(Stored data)
※ ※ ※

//! Syntax tree node kinds.
//!
//! The tree is produced once by the parser and consumed read-only by the
//! evaluator. Function and class bodies sit behind `Rc` so a function value
//! can keep its body alive after the program that defined it is dropped
//! (the REPL relies on this).

mod operators;

use std::rc::Rc;

pub use operators::{BinaryOp, CompoundOp, UnaryOp};

/// A whole program: statements in source order.
#[derive(Clone, Debug, Default, PartialEq)]
pub struct Program {
    pub stmts: Vec<Stmt>,
}

impl Program {
    pub fn new(stmts: Vec<Stmt>) -> Self {
        Program { stmts }
    }

    pub fn is_empty(&self) -> bool {
        self.stmts.is_empty()
    }

    /// The expression of a program made of exactly one expression statement.
    ///
    /// Interactive front ends use this to decide whether to echo a result.
    pub fn as_single_expr(&self) -> Option<&Expr> {
        match self.stmts.as_slice() {
            [Stmt {
                kind: StmtKind::Expr(expr),
                ..
            }] => Some(expr),
            _ => None,
        }
    }
}

/// Expression node.
#[derive(Clone, Debug, PartialEq)]
pub struct Expr {
    pub kind: ExprKind,
    /// 1-based source line the expression starts on.
    pub line: u32,
}

impl Expr {
    pub fn new(kind: ExprKind, line: u32) -> Self {
        Expr { kind, line }
    }

    /// True if the expression names a storage location that assignment can
    /// write back to (a variable, an index, or a property).
    pub fn is_place(&self) -> bool {
        matches!(
            self.kind,
            ExprKind::Ident(_) | ExprKind::Index { .. } | ExprKind::Property { .. }
        )
    }

    /// True for a fractional literal, possibly negated: `2.5`, `-4.0`.
    pub fn is_float_literal(&self) -> bool {
        match &self.kind {
            ExprKind::Float(_) => true,
            ExprKind::Unary {
                op: UnaryOp::Neg,
                operand,
            } => operand.is_float_literal(),
            _ => false,
        }
    }
}

#[derive(Clone, Debug, PartialEq)]
pub enum ExprKind {
    // Literals
    Number(f64),
    /// Number literal written with a fractional part (`4.0`). Division
    /// involving one is never truncated.
    Float(f64),
    Str(String),
    Bool(bool),
    Null,
    /// `"a ${b} c"`: literal text and sub-expressions, in order.
    Interpolation(Vec<InterpPart>),

    /// Variable reference.
    Ident(String),
    /// The bound receiver inside a method body.
    This,

    Array(Vec<Expr>),
    /// Object literal; keys in source order.
    Object(Vec<(String, Expr)>),

    Binary {
        op: BinaryOp,
        left: Box<Expr>,
        right: Box<Expr>,
    },
    Unary {
        op: UnaryOp,
        operand: Box<Expr>,
    },
    Ternary {
        cond: Box<Expr>,
        then_branch: Box<Expr>,
        else_branch: Box<Expr>,
    },

    /// `object[index]`
    Index {
        object: Box<Expr>,
        index: Box<Expr>,
    },
    /// `object.name`
    Property {
        object: Box<Expr>,
        name: String,
    },

    /// `name(args)`
    Call {
        callee: String,
        args: Vec<Expr>,
    },
    /// `receiver.method(args)`
    MethodCall {
        receiver: Box<Expr>,
        method: String,
        args: Vec<Expr>,
    },
    /// `new Class(args)`
    New {
        class: String,
        args: Vec<Expr>,
    },
}

/// One piece of an interpolated string.
#[derive(Clone, Debug, PartialEq)]
pub enum InterpPart {
    Text(String),
    Expr(Expr),
}

/// Statement node.
#[derive(Clone, Debug, PartialEq)]
pub struct Stmt {
    pub kind: StmtKind,
    pub line: u32,
}

impl Stmt {
    pub fn new(kind: StmtKind, line: u32) -> Self {
        Stmt { kind, line }
    }
}

#[derive(Clone, Debug, PartialEq)]
pub enum StmtKind {
    /// `let name = value`: always binds in the innermost scope.
    Let { name: String, value: Expr },
    /// `target = value` where target is a place expression.
    Assign { target: Expr, value: Expr },
    /// `target op= value`
    CompoundAssign {
        target: Expr,
        op: CompoundOp,
        value: Expr,
    },
    Expr(Expr),
    Print(Expr),
    If {
        cond: Expr,
        then_branch: Vec<Stmt>,
        /// An `else if` chain is a single nested `If` here.
        else_branch: Option<Vec<Stmt>>,
    },
    While {
        cond: Expr,
        body: Vec<Stmt>,
    },
    For {
        var: String,
        iterable: Expr,
        body: Vec<Stmt>,
    },
    Function(Rc<FunctionDef>),
    Class(Rc<ClassDef>),
    Return(Option<Expr>),
    Break,
    Continue,
    Try {
        body: Vec<Stmt>,
        catch_var: Option<String>,
        handler: Vec<Stmt>,
    },
    Throw(Expr),
    Import(String),
}

/// A declared parameter with an optional default expression.
#[derive(Clone, Debug, PartialEq)]
pub struct Param {
    pub name: String,
    pub default: Option<Expr>,
}

/// A named function or class method.
#[derive(Clone, Debug, PartialEq)]
pub struct FunctionDef {
    pub name: String,
    pub params: Vec<Param>,
    pub body: Vec<Stmt>,
    pub line: u32,
}

/// A class: a name and its methods. No inheritance.
#[derive(Clone, Debug, PartialEq)]
pub struct ClassDef {
    pub name: String,
    pub methods: Vec<Rc<FunctionDef>>,
    pub line: u32,
}

impl ClassDef {
    /// Find a method by name.
    pub fn method(&self, name: &str) -> Option<&Rc<FunctionDef>> {
        self.methods.iter().find(|m| m.name == name)
    }

    /// The constructor: `constructor` if defined, otherwise `init`.
    pub fn constructor(&self) -> Option<&Rc<FunctionDef>> {
        self.method("constructor").or_else(|| self.method("init"))
    }
}

#[cfg(test)]
mod tests {
    use super::*;

    fn method(name: &str) -> Rc<FunctionDef> {
        Rc::new(FunctionDef {
            name: name.to_string(),
            params: Vec::new(),
            body: Vec::new(),
            line: 1,
        })
    }

    #[test]
    fn test_constructor_prefers_constructor_over_init() {
        let class = ClassDef {
            name: "Point".to_string(),
            methods: vec![method("init"), method("constructor")],
            line: 1,
        };
        assert_eq!(
            class.constructor().map(|m| m.name.as_str()),
            Some("constructor")
        );
    }

    #[test]
    fn test_constructor_falls_back_to_init() {
        let class = ClassDef {
            name: "Point".to_string(),
            methods: vec![method("init"), method("area")],
            line: 1,
        };
        assert_eq!(class.constructor().map(|m| m.name.as_str()), Some("init"));
        assert!(class.method("missing").is_none());
    }

    #[test]
    fn test_is_place() {
        let ident = Expr::new(ExprKind::Ident("x".to_string()), 1);
        let prop = Expr::new(
            ExprKind::Property {
                object: Box::new(ident.clone()),
                name: "f".to_string(),
            },
            1,
        );
        assert!(ident.is_place());
        assert!(prop.is_place());
        assert!(!Expr::new(ExprKind::Number(1.0), 1).is_place());
    }

    #[test]
    fn test_is_float_literal() {
        let float = Expr::new(ExprKind::Float(2.5), 1);
        let negated = Expr::new(
            ExprKind::Unary {
                op: UnaryOp::Neg,
                operand: Box::new(float.clone()),
            },
            1,
        );
        assert!(float.is_float_literal());
        assert!(negated.is_float_literal());
        assert!(!Expr::new(ExprKind::Number(2.0), 1).is_float_literal());
    }

    #[test]
    fn test_single_expr_program() {
        let expr = Expr::new(ExprKind::Number(3.0), 1);
        let program = Program::new(vec![Stmt::new(StmtKind::Expr(expr.clone()), 1)]);
        assert_eq!(program.as_single_expr(), Some(&expr));
        assert!(Program::default().as_single_expr().is_none());
    }
}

※ ※ ※

[What is expected]
Print every record above once more, exactly as written.

[Answer for this exercise]
//! Syntax tree node kinds.
//!
//! The tree is produced once by the parser and consumed read-only by the
//! evaluator. Function and class bodies sit behind `Rc` so a function value
//! can keep its body alive after the program that defined it is dropped
//! (the REPL relies on this).

mod operators;

use std::rc::Rc;

pub use operators::{BinaryOp, CompoundOp, UnaryOp};

/// A whole program: statements in source order.
#[derive(Clone, Debug, Default, PartialEq)]
pub struct Program {
    pub stmts: Vec<Stmt>,
}

impl Program {
    pub fn new(stmts: Vec<Stmt>) -> Self {
        Program { stmts }
    }

    pub fn is_empty(&self) -> bool {
        self.stmts.is_empty()
    }

    /// The expression of a program made of exactly one expression statement.
    ///
    /// Interactive front ends use this to decide whether to echo a result.
    pub fn as_single_expr(&self) -> Option<&Expr> {
        match self.stmts.as_slice() {
            [Stmt {
                kind: StmtKind::Expr(expr),
                ..
            }] => Some(expr),
            _ => None,
        }
    }
}

/// Expression node.
#[derive(Clone, Debug, PartialEq)]
pub struct Expr {
    pub kind: ExprKind,
    /// 1-based source line the expression starts on.
    pub line: u32,
}

impl Expr {
    pub fn new(kind: ExprKind, line: u32) -> Self {
        Expr { kind, line }
    }

    /// True if the expression names a storage location that assignment can
    /// write back to (a variable, an index, or a property).
    pub fn is_place(&self) -> bool {
        matches!(
            self.kind,
            ExprKind::Ident(_) | ExprKind::Index { .. } | ExprKind::Property { .. }
        )
    }

    /// True for a fractional literal, possibly negated: `2.5`, `-4.0`.
    pub fn is_float_literal(&self) -> bool {
        match &self.kind {
            ExprKind::Float(_) => true,
            ExprKind::Unary {
                op: UnaryOp::Neg,
                operand,
            } => operand.is_float_literal(),
            _ => false,
        }
    }
}

#[derive(Clone, Debug, PartialEq)]
pub enum ExprKind {
    // Literals
    Number(f64),
    /// Number literal written with a fractional part (`4.0`). Division
    /// involving one is never truncated.
    Float(f64),
    Str(String),
    Bool(bool),
    Null,
    /// `"a ${b} c"`: literal text and sub-expressions, in order.
    Interpolation(Vec<InterpPart>),

    /// Variable reference.
    Ident(String),
    /// The bound receiver inside a method body.
    This,

    Array(Vec<Expr>),
    /// Object literal; keys in source order.
    Object(Vec<(String, Expr)>),

    Binary {
        op: BinaryOp,
        left: Box<Expr>,
        right: Box<Expr>,
    },
    Unary {
        op: UnaryOp,
        operand: Box<Expr>,
    },
    Ternary {
        cond: Box<Expr>,
        then_branch: Box<Expr>,
        else_branch: Box<Expr>,
    },

    /// `object[index]`
    Index {
        object: Box<Expr>,
        index: Box<Expr>,
    },
    /// `object.name`
    Property {
        object: Box<Expr>,
        name: String,
    },

    /// `name(args)`
    Call {
        callee: String,
        args: Vec<Expr>,
    },
    /// `receiver.method(args)`
    MethodCall {
        receiver: Box<Expr>,
        method: String,
        args: Vec<Expr>,
    },
    /// `new Class(args)`
    New {
        class: String,
        args: Vec<Expr>,
    },
}

/// One piece of an interpolated string.
#[derive(Clone, Debug, PartialEq)]
pub enum InterpPart {
    Text(String),
    Expr(Expr),
}

/// Statement node.
#[derive(Clone, Debug, PartialEq)]
pub struct Stmt {
    pub kind: StmtKind,
    pub line: u32,
}

impl Stmt {
    pub fn new(kind: StmtKind, line: u32) -> Self {
        Stmt { kind, line }
    }
}

#[derive(Clone, Debug, PartialEq)]
pub enum StmtKind {
    /// `let name = value`: always binds in the innermost scope.
    Let { name: String, value: Expr },
    /// `target = value` where target is a place expression.
    Assign { target: Expr, value: Expr },
    /// `target op= value`
    CompoundAssign {
        target: Expr,
        op: CompoundOp,
        value: Expr,
    },
    Expr(Expr),
    Print(Expr),
    If {
        cond: Expr,
        then_branch: Vec<Stmt>,
        /// An `else if` chain is a single nested `If` here.
        else_branch: Option<Vec<Stmt>>,
    },
    While {
        cond: Expr,
        body: Vec<Stmt>,
    },
    For {
        var: String,
        iterable: Expr,
        body: Vec<Stmt>,
    },
    Function(Rc<FunctionDef>),
    Class(Rc<ClassDef>),
    Return(Option<Expr>),
    Break,
    Continue,
    Try {
        body: Vec<Stmt>,
        catch_var: Option<String>,
        handler: Vec<Stmt>,
    },
    Throw(Expr),
    Import(String),
}

/// A declared parameter with an optional default expression.
#[derive(Clone, Debug, PartialEq)]
pub struct Param {
    pub name: String,
    pub default: Option<Expr>,
}

/// A named function or class method.
#[derive(Clone, Debug, PartialEq)]
pub struct FunctionDef {
    pub name: String,
    pub params: Vec<Param>,
    pub body: Vec<Stmt>,
    pub line: u32,
}

/// A class: a name and its methods. No inheritance.
#[derive(Clone, Debug, PartialEq)]
pub struct ClassDef {
    pub name: String,
    pub methods: Vec<Rc<FunctionDef>>,
    pub line: u32,
}

impl ClassDef {
    /// Find a method by name.
    pub fn method(&self, name: &str) -> Option<&Rc<FunctionDef>> {
        self.methods.iter().find(|m| m.name == name)
    }

    /// The constructor: `constructor` if defined, otherwise `init`.
    pub fn constructor(&self) -> Option<&Rc<FunctionDef>> {
        self.method("constructor").or_else(|| self.method("init"))
    }
}

#[cfg(test)]
mod tests {
    use super::*;

    fn method(name: &str) -> Rc<FunctionDef> {
        Rc::new(FunctionDef {
            name: name.to_string(),
            params: Vec::new(),
            body: Vec::new(),
            line: 1,
        })
    }

    #[test]
    fn test_constructor_prefers_constructor_over_init() {
        let class = ClassDef {
            name: "Point".to_string(),
            methods: vec![method("init"), method("constructor")],
            line: 1,
        };
        assert_eq!(
            class.constructor().map(|m| m.name.as_str()),
            Some("constructor")
        );
    }

    #[test]
    fn test_constructor_falls_back_to_init() {
        let class = ClassDef {
            name: "Point".to_string(),
            methods: vec![method("init"), method("area")],
            line: 1,
        };
        assert_eq!(class.constructor().map(|m| m.name.as_str()), Some("init"));
        assert!(class.method("missing").is_none());
    }

    #[test]
    fn test_is_place() {
        let ident = Expr::new(ExprKind::Ident("x".to_string()), 1);
        let prop = Expr::new(
            ExprKind::Property {
                object: Box::new(ident.clone()),
                name: "f".to_string(),
            },
            1,
        );
        assert!(ident.is_place());
        assert!(prop.is_place());
        assert!(!Expr::new(ExprKind::Number(1.0), 1).is_place());
    }

    #[test]
    fn test_is_float_literal() {
        let float = Expr::new(ExprKind::Float(2.5), 1);
        let negated = Expr::new(
            ExprKind::Unary {
                op: UnaryOp::Neg,
                operand: Box::new(float.clone()),
            },
            1,
        );
        assert!(float.is_float_literal());
        assert!(negated.is_float_literal());
        assert!(!Expr::new(ExprKind::Number(2.0), 1).is_float_literal());
    }

    #[test]
    fn test_single_expr_program() {
        let expr = Expr::new(ExprKind::Number(3.0), 1);
        let program = Program::new(vec![Stmt::new(StmtKind::Expr(expr.clone()), 1)]);
        assert_eq!(program.as_single_expr(), Some(&expr));
        assert!(Program::default().as_single_expr().is_none());
    }
}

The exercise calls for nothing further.